Sehr geehrte Frau Bundeskanzlerin,

gestern war der Tag des des geistigen Eigentums, und sie haben einen Brief von einhundert selbstlosen Kulturschaffenden erhalten, die aufgrund der unmoralischen Nutzung des Internets in Sorge sind, dass der Nachwuchs demnächst für sein Geld dauerhaft hart zu arbeiten gezwungen sein könnte und niemand mehr mit einem einzigen Supererfolg für alle Zeiten ausgesorgt haben wird.

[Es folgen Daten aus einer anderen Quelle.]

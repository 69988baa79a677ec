//! External-Node Adapters (C2): typed interfaces to the chain node (Arkd),
//! the asset node (Tapd) and the Lightning node (Lnd). The core treats every
//! external daemon as a trait object behind `Arc<dyn ...>`, never as a
//! concrete client type reached via a global getter (spec §9 forbids
//! "global singletons via module-level getters").

pub mod chain;
pub mod lightning;

use async_trait::async_trait;
use serde::{Deserialize, Serialize};

use crate::error::AdapterError;

pub type AdapterResult<T> = Result<T, AdapterError>;

#[derive(Debug, Clone, Serialize, Deserialize)]
pub struct VtxoMintRequest {
    pub asset_id: String,
    pub count: u32,
    pub amount: u128,
    pub fee: u128,
}

#[derive(Debug, Clone, Serialize, Deserialize)]
pub struct MintedVtxo {
    pub vtxo_id: String,
    pub txid: String,
    pub vout: u32,
    pub script_pubkey_hex: String,
}

#[derive(Debug, Clone, Serialize, Deserialize)]
pub struct CheckpointResult {
    pub success: bool,
    pub txid: Option<String>,
    pub error: Option<String>,
}

#[derive(Debug, Clone, Serialize, Deserialize)]
pub struct ProtocolResult {
    pub success: bool,
    pub error: Option<String>,
}

#[derive(Debug, Clone, Serialize, Deserialize)]
pub struct CommitmentResult {
    pub txid: String,
    pub raw_tx: Vec<u8>,
}

#[derive(Debug, Clone, Serialize, Deserialize)]
pub struct BroadcastResult {
    pub success: bool,
    pub error: Option<String>,
}

#[derive(Debug, Clone, Serialize, Deserialize)]
pub struct TxStatusResult {
    pub confirmed: bool,
    pub confirmations: u32,
    pub block_height: Option<u64>,
}

#[derive(Debug, Clone, Serialize, Deserialize)]
pub struct NetworkInfo {
    pub chain: String,
    pub block_height: u64,
}

/// The chain-node adapter (Arkd-equivalent), spec §6.
#[async_trait]
pub trait ChainAdapter: Send + Sync {
    async fn get_network_info(&self) -> AdapterResult<NetworkInfo>;
    async fn get_fee_rate(&self) -> AdapterResult<u64>;
    async fn create_checkpoint_transaction(&self, ark_tx_id: &str) -> AdapterResult<CheckpointResult>;
    async fn execute_ark_protocol(
        &self,
        ark_tx_id: &str,
        signatures: &std::collections::HashMap<String, String>,
    ) -> AdapterResult<ProtocolResult>;
    async fn create_vtxo_batch(&self, req: VtxoMintRequest) -> AdapterResult<Vec<MintedVtxo>>;
    async fn create_commitment_transaction(
        &self,
        asset_id: &str,
        vtxo_ids: &[String],
        merkle_root: &str,
        total: u128,
        fee: u128,
    ) -> AdapterResult<CommitmentResult>;
    async fn broadcast_transaction(&self, raw_hex: &str) -> AdapterResult<BroadcastResult>;
    async fn get_transaction_status(&self, txid: &str) -> AdapterResult<TxStatusResult>;
    async fn health(&self) -> bool;
}

/// The asset-node adapter (Tapd-equivalent). The core itself reads balances
/// from its own ledger; this adapter exists only because the admin surface
/// (out of this core's scope) needs it, per spec §6.
#[async_trait]
pub trait AssetAdapter: Send + Sync {
    async fn get_asset_balances(&self) -> AdapterResult<serde_json::Value>;
    async fn health(&self) -> bool;
}

/// In-memory `ChainAdapter` used by tests and as a reference implementation;
/// mirrors the teacher's "mock in tests, real client behind the same trait
/// in production" split (`src/external_rpc.rs` / adapter traits elsewhere).
pub struct MockChainAdapter {
    fail_broadcast: std::sync::atomic::AtomicBool,
}

impl Default for MockChainAdapter {
    fn default() -> Self {
        Self {
            fail_broadcast: std::sync::atomic::AtomicBool::new(false),
        }
    }
}

impl MockChainAdapter {
    pub fn new() -> Self {
        Self::default()
    }

    pub fn set_fail_broadcast(&self, fail: bool) {
        self.fail_broadcast
            .store(fail, std::sync::atomic::Ordering::SeqCst);
    }
}

#[async_trait]
impl ChainAdapter for MockChainAdapter {
    async fn get_network_info(&self) -> AdapterResult<NetworkInfo> {
        Ok(NetworkInfo {
            chain: "regtest".to_string(),
            block_height: 100,
        })
    }

    async fn get_fee_rate(&self) -> AdapterResult<u64> {
        Ok(1)
    }

    async fn create_checkpoint_transaction(&self, ark_tx_id: &str) -> AdapterResult<CheckpointResult> {
        Ok(CheckpointResult {
            success: true,
            txid: Some(format!("checkpoint_{ark_tx_id}")),
            error: None,
        })
    }

    async fn execute_ark_protocol(
        &self,
        _ark_tx_id: &str,
        _signatures: &std::collections::HashMap<String, String>,
    ) -> AdapterResult<ProtocolResult> {
        Ok(ProtocolResult {
            success: true,
            error: None,
        })
    }

    async fn create_vtxo_batch(&self, req: VtxoMintRequest) -> AdapterResult<Vec<MintedVtxo>> {
        let mut out = Vec::with_capacity(req.count as usize);
        for i in 0..req.count {
            out.push(MintedVtxo {
                vtxo_id: uuid::Uuid::new_v4().to_string(),
                txid: format!("mint_{}_{i}", req.asset_id),
                vout: i,
                script_pubkey_hex: "00".repeat(22),
            });
        }
        Ok(out)
    }

    async fn create_commitment_transaction(
        &self,
        asset_id: &str,
        vtxo_ids: &[String],
        merkle_root: &str,
        _total: u128,
        _fee: u128,
    ) -> AdapterResult<CommitmentResult> {
        Ok(CommitmentResult {
            txid: format!("settlement_{asset_id}_{merkle_root}"),
            raw_tx: format!("{}:{}", vtxo_ids.len(), merkle_root).into_bytes(),
        })
    }

    async fn broadcast_transaction(&self, _raw_hex: &str) -> AdapterResult<BroadcastResult> {
        if self.fail_broadcast.load(std::sync::atomic::Ordering::SeqCst) {
            return Ok(BroadcastResult {
                success: false,
                error: Some("simulated broadcast failure".to_string()),
            });
        }
        Ok(BroadcastResult {
            success: true,
            error: None,
        })
    }

    async fn get_transaction_status(&self, _txid: &str) -> AdapterResult<TxStatusResult> {
        Ok(TxStatusResult {
            confirmed: true,
            confirmations: 6,
            block_height: Some(101),
        })
    }

    async fn health(&self) -> bool {
        true
    }
}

Kulturschaffende waren bereits im vorigen Jahrhundert durch das Aufkommen von Kompaktkassetten, Videorecordern, Photokopiergeräten und CD-Brennern vom Ruin bedroht. Als plötzlich jedermann Kopien und Mitschnitte von Rundfunksendungen anfertigen konnte und diese an seine ganzen Freunde verschenkte, hat das die Kultur zwar beflügelt, aber das konnte ja niemand wissen. Das darf sich nicht wiederholen. Diesmal muss der Fortschritt aufgehalten werden.

Im 19. Jahrhundert zerstörte die ungehinderte Einführung von Kältemaschinen eine florierende weltweite Eistransportindustrie, und im 20. Jahrhundert trieb der Verbrennungsmotor zahlreiche Dampfmaschinenhersteller und Pferdezüchter in den Ruin. Weltweit gingen Millionen von Arbeitsplätzen verloren, Aktionäre gingen bankrott. Diese Beispiele zeigen, daß der technologische Fortschritt mit Leichtigkeit höchst erfolgreiche Geschäftsmodelle zerstören kann, was für die Betroffenen sehr unangenehm ist.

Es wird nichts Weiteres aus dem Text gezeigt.